[Start of Attachment]

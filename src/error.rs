use thiserror::Error;

/// All possible errors in the todo tool
#[derive(Error, Debug)]
pub enum TodoError {
    #[error("Record is missing required field `{field}`")]
    MissingField { field: &'static str },

    #[error("Record field `{field}` is invalid: {reason}")]
    InvalidField { field: &'static str, reason: String },

    #[error("Level {0} is out of range, expected 1-5")]
    InvalidLevel(u8),

    #[error("List '{name}' not found. Available lists: {available}", available = format_names(available))]
    ListNotFound { name: String, available: Vec<String> },

    #[error("Item '{name}' not found in list '{list}'")]
    ItemNotFound { list: String, name: String },

    #[error("`{0}` is not supported yet")]
    NotSupported(&'static str),

    #[error("Could not determine the home directory. Use --file or TD_FILE.")]
    NoHomeDirectory,

    #[error("IO error: {0}")]
    Io(#[from] std::io::Error),

    #[error("JSON error: {0}")]
    Json(#[from] serde_json::Error),
}

impl TodoError {
    pub fn error_code(&self) -> &'static str {
        match self {
            TodoError::MissingField { .. } => "MissingField",
            TodoError::InvalidField { .. } => "InvalidField",
            TodoError::InvalidLevel(_) => "InvalidLevel",
            TodoError::ListNotFound { .. } => "ListNotFound",
            TodoError::ItemNotFound { .. } => "ItemNotFound",
            TodoError::NotSupported(_) => "NotSupported",
            TodoError::NoHomeDirectory => "NoHomeDirectory",
            TodoError::Io(_) => "Io",
            TodoError::Json(_) => "Json",
        }
    }

    /// Lookup failures a command may report instead of aborting on
    pub fn is_not_found(&self) -> bool {
        matches!(
            self,
            TodoError::ListNotFound { .. } | TodoError::ItemNotFound { .. }
        )
    }
}

/// How a command treats the domain errors its operation returns.
///
/// `Fatal` propagates everything, so the process prints the message and exits
/// with status 1. `Reported` prints not-found errors and lets the invocation
/// finish successfully; any other error still propagates.
#[derive(Debug, Clone, Copy, PartialEq, Eq)]
pub enum ErrorPolicy {
    Fatal,
    Reported,
}

impl ErrorPolicy {
    /// Apply the policy. `Ok(None)` means the error was reported and swallowed.
    pub fn apply<T>(self, result: Result<T>) -> Result<Option<T>> {
        match (self, result) {
            (_, Ok(value)) => Ok(Some(value)),
            (ErrorPolicy::Reported, Err(e)) if e.is_not_found() => {
                tracing::debug!(code = e.error_code(), "reporting non-fatal error");
                println!("{e}");
                Ok(None)
            }
            (_, Err(e)) => Err(e),
        }
    }
}

fn format_names(names: &[String]) -> String {
    if names.is_empty() {
        "(none)".to_string()
    } else {
        names.join(", ")
    }
}

/// Result type alias
pub type Result<T> = std::result::Result<T, TodoError>;

#[cfg(test)]
mod tests {
    use super::*;

    fn list_not_found() -> TodoError {
        TodoError::ListNotFound {
            name: "home".to_string(),
            available: vec!["work".to_string(), "errands".to_string()],
        }
    }

    #[test]
    fn test_list_not_found_message_names_available_lists() {
        assert_eq!(
            list_not_found().to_string(),
            "List 'home' not found. Available lists: work, errands"
        );

        let err = TodoError::ListNotFound {
            name: "home".to_string(),
            available: vec![],
        };
        assert!(err.to_string().ends_with("Available lists: (none)"));
    }

    #[test]
    fn test_error_codes() {
        assert_eq!(list_not_found().error_code(), "ListNotFound");
        assert_eq!(
            TodoError::MissingField { field: "date" }.error_code(),
            "MissingField"
        );
        assert_eq!(TodoError::NotSupported("tick").error_code(), "NotSupported");
    }

    #[test]
    fn test_fatal_policy_propagates() {
        let result: Result<()> = Err(list_not_found());
        let err = ErrorPolicy::Fatal.apply(result).unwrap_err();
        assert_eq!(err.error_code(), "ListNotFound");
    }

    #[test]
    fn test_reported_policy_swallows_not_found() {
        let result: Result<()> = Err(TodoError::ItemNotFound {
            list: "work".to_string(),
            name: "Buy milk".to_string(),
        });
        assert!(ErrorPolicy::Reported.apply(result).unwrap().is_none());

        let ok: Result<u8> = Ok(3);
        assert_eq!(ErrorPolicy::Reported.apply(ok).unwrap(), Some(3));
    }

    #[test]
    fn test_reported_policy_still_propagates_other_errors() {
        let result: Result<()> = Err(TodoError::NotSupported("update"));
        assert!(ErrorPolicy::Reported.apply(result).is_err());
    }
}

[End of Attachment]

◆ THE PROBLEM: In the data above, each line holding "NoHomeDirectory" is to be found and copied.

◆ RESPONSE AREA:
    NoHomeDirectory,
            TodoError::NoHomeDirectory => "NoHomeDirectory",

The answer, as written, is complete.